• Your task:
Only lines that contain the string "days" should be returned from the material below.

===============

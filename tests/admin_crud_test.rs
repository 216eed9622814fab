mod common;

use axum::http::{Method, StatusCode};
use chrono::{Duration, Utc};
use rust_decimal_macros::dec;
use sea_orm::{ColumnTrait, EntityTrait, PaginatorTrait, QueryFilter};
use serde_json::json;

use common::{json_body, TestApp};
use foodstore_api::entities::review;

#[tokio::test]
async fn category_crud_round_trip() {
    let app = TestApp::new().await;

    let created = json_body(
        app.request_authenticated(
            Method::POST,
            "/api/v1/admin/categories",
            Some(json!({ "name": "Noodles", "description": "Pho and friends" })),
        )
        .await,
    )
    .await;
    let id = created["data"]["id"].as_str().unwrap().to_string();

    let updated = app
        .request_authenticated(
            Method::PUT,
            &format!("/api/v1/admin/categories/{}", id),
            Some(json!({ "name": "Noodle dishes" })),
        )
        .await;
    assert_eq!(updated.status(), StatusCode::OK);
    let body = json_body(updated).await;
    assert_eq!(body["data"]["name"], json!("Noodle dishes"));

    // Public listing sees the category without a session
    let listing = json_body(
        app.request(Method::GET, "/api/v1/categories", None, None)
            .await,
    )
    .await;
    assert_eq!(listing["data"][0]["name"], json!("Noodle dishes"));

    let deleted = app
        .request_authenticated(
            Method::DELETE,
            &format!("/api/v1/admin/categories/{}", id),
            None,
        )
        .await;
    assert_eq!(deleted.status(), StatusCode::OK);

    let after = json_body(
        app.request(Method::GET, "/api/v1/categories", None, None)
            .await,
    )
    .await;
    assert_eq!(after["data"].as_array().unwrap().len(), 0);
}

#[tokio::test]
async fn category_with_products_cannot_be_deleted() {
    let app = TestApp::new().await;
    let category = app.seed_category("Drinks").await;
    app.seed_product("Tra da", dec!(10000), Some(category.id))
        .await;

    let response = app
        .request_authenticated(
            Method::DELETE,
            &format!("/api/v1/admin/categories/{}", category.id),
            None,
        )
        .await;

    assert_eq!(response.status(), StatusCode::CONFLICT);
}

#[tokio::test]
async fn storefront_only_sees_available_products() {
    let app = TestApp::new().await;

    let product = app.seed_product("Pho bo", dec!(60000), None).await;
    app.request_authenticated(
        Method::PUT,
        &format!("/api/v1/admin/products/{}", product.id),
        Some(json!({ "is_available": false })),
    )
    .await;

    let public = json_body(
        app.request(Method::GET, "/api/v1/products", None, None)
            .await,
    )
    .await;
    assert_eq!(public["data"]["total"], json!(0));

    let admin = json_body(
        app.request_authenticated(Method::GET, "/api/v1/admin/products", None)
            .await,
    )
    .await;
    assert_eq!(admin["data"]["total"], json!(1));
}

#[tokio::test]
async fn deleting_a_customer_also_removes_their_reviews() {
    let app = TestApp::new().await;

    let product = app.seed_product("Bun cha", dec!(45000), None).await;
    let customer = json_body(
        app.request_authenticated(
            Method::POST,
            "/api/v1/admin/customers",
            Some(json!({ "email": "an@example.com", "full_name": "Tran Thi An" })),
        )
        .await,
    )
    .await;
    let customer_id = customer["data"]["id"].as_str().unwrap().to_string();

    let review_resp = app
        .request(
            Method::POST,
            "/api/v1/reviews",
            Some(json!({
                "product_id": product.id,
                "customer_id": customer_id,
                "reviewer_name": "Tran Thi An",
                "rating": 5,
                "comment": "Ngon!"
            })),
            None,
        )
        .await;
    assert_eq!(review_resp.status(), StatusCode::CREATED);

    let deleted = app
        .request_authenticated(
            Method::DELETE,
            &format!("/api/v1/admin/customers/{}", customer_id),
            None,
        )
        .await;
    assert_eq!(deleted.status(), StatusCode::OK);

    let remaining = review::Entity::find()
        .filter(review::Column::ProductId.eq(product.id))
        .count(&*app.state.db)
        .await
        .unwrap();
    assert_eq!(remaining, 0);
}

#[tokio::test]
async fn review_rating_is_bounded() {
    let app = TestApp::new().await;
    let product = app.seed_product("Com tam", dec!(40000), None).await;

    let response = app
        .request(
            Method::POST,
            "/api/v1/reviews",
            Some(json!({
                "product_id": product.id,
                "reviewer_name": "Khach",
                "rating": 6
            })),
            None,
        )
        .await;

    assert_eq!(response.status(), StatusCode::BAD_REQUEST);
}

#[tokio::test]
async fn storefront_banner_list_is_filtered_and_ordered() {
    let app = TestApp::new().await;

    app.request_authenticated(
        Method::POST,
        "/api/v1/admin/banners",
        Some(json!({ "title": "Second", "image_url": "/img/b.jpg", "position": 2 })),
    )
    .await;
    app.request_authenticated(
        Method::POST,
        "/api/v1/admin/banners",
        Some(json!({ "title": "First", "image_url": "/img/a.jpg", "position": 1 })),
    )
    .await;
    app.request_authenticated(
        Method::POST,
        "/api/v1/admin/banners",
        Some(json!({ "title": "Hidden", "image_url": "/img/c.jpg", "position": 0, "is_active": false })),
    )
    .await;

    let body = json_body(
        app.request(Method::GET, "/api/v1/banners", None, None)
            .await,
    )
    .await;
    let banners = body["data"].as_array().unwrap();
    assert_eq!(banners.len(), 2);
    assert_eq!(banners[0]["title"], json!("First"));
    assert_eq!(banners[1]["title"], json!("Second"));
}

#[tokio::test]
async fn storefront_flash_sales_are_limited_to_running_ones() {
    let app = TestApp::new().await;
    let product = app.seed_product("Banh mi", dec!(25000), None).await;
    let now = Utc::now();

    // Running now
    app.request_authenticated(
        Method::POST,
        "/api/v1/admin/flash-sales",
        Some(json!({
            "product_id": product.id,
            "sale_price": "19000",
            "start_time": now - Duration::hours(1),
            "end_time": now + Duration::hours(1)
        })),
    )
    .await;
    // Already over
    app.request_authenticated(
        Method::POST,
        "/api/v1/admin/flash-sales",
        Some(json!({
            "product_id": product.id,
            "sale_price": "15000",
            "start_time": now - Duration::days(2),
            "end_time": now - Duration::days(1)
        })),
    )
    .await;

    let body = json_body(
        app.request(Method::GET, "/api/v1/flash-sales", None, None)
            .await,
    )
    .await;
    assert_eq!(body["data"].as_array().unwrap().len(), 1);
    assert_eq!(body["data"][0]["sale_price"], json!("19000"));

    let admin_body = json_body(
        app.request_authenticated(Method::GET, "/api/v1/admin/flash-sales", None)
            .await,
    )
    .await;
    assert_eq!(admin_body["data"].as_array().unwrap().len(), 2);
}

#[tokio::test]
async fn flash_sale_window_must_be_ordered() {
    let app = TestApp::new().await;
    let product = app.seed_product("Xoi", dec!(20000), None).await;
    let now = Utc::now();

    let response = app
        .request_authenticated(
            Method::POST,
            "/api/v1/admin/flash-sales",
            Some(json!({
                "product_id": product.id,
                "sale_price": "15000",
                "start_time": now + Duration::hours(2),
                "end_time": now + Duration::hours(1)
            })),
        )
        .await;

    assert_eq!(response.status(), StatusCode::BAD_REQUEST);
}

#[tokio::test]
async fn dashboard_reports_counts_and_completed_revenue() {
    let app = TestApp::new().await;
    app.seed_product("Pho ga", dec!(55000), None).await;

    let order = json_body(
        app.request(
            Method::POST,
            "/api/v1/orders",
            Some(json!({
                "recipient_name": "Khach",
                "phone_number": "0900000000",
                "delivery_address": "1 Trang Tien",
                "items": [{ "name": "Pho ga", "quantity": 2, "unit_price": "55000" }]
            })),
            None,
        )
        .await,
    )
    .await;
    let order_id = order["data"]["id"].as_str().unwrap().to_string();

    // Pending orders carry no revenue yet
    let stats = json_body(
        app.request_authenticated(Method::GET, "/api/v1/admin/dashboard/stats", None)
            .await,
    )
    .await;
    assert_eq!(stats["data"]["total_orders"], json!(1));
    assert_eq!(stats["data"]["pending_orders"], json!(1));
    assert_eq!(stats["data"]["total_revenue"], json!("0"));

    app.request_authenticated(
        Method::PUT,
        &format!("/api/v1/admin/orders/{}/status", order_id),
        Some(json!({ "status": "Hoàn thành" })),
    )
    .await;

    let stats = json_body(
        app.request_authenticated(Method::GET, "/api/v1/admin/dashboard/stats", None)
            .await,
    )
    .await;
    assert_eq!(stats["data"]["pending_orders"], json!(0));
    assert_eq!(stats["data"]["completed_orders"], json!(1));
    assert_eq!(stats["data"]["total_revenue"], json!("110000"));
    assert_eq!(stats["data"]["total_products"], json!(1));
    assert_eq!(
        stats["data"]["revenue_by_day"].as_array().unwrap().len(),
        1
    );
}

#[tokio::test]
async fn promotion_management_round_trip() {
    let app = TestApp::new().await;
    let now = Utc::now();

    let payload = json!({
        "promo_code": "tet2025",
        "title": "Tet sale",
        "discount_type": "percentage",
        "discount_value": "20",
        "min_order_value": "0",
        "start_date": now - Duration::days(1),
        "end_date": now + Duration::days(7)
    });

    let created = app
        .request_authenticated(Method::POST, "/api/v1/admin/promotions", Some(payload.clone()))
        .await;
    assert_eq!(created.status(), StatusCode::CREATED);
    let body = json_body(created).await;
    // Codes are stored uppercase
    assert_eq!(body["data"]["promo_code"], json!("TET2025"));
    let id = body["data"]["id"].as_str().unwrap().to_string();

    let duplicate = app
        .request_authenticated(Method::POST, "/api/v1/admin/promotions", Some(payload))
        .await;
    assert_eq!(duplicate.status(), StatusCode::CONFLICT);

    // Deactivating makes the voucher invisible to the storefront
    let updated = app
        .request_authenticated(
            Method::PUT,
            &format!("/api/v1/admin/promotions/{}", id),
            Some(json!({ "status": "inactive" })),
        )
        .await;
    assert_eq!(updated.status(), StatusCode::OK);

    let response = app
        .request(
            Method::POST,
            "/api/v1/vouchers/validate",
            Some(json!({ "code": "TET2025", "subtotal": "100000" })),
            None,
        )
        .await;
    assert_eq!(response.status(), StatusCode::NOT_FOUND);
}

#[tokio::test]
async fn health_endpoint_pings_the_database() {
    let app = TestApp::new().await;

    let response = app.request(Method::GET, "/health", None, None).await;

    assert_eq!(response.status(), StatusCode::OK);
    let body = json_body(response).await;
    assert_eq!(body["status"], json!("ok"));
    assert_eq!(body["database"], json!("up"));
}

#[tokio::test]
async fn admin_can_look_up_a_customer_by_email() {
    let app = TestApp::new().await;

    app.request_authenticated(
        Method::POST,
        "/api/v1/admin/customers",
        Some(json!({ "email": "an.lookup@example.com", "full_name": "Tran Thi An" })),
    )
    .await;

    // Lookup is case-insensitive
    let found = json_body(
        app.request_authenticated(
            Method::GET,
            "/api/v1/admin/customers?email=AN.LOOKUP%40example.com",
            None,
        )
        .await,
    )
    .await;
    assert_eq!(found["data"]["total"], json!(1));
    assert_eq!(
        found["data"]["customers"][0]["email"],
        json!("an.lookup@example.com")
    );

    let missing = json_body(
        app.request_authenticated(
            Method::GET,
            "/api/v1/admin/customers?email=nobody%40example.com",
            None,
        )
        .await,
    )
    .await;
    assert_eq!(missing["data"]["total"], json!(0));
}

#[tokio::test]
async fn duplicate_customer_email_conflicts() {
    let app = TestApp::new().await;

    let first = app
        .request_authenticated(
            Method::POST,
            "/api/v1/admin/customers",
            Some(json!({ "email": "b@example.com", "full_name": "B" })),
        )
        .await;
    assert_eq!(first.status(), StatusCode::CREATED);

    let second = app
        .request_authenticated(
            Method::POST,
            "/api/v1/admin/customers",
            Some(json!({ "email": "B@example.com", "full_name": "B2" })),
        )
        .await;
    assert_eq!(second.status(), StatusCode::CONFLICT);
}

===============

• Exercise solution:
            "start_time": now - Duration::days(2),
            "end_time": now - Duration::days(1)
        "start_date": now - Duration::days(1),
        "end_date": now + Duration::days(7)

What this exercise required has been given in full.